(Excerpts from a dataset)
Start of Block

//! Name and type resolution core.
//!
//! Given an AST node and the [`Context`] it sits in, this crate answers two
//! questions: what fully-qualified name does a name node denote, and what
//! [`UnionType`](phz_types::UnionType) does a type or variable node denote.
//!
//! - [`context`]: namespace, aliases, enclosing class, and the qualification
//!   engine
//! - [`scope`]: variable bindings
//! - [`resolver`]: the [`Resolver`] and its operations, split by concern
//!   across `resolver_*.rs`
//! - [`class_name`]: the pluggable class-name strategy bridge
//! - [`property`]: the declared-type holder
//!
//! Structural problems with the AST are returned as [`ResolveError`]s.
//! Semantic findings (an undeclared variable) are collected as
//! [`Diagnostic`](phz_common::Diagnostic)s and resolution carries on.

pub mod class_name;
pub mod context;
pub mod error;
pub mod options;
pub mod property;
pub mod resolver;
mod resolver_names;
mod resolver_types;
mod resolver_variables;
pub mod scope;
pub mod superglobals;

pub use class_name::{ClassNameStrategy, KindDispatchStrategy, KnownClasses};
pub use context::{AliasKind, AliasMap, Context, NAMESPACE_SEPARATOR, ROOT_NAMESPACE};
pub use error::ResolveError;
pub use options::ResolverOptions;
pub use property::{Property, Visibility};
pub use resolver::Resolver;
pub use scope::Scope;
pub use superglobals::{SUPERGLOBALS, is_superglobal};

End of Block
Start of Block

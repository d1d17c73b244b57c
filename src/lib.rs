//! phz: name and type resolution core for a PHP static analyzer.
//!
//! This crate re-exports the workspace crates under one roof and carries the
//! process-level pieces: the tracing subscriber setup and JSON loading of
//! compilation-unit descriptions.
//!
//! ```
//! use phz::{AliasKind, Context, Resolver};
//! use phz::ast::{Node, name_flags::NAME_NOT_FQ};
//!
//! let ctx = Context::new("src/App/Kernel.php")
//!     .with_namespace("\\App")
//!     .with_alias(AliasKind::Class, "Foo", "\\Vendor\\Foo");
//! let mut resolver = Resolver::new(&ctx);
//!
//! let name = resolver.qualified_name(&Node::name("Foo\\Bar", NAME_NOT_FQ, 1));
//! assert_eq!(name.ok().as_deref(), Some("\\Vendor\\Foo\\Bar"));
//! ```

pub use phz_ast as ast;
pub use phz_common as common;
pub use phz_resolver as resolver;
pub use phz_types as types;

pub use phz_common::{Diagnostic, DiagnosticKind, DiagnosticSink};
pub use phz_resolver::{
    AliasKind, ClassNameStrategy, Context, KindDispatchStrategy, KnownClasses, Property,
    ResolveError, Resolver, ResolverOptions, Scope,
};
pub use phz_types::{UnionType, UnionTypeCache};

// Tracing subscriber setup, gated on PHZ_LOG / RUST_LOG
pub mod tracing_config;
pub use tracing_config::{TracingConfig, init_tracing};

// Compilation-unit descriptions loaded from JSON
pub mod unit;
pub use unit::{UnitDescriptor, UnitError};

End of Block

### Brief
Once the line with "type resolution core." is found in the records above, print exactly that line and every line after it through the line with "Structural problems with".

### Answer section
//! Name and type resolution core.
//!
//! Given an AST node and the [`Context`] it sits in, this crate answers two
//! questions: what fully-qualified name does a name node denote, and what
//! [`UnionType`](phz_types::UnionType) does a type or variable node denote.
//!
//! - [`context`]: namespace, aliases, enclosing class, and the qualification
//!   engine
//! - [`scope`]: variable bindings
//! - [`resolver`]: the [`Resolver`] and its operations, split by concern
//!   across `resolver_*.rs`
//! - [`class_name`]: the pluggable class-name strategy bridge
//! - [`property`]: the declared-type holder
//!
//! Structural problems with the AST are returned as [`ResolveError`]s.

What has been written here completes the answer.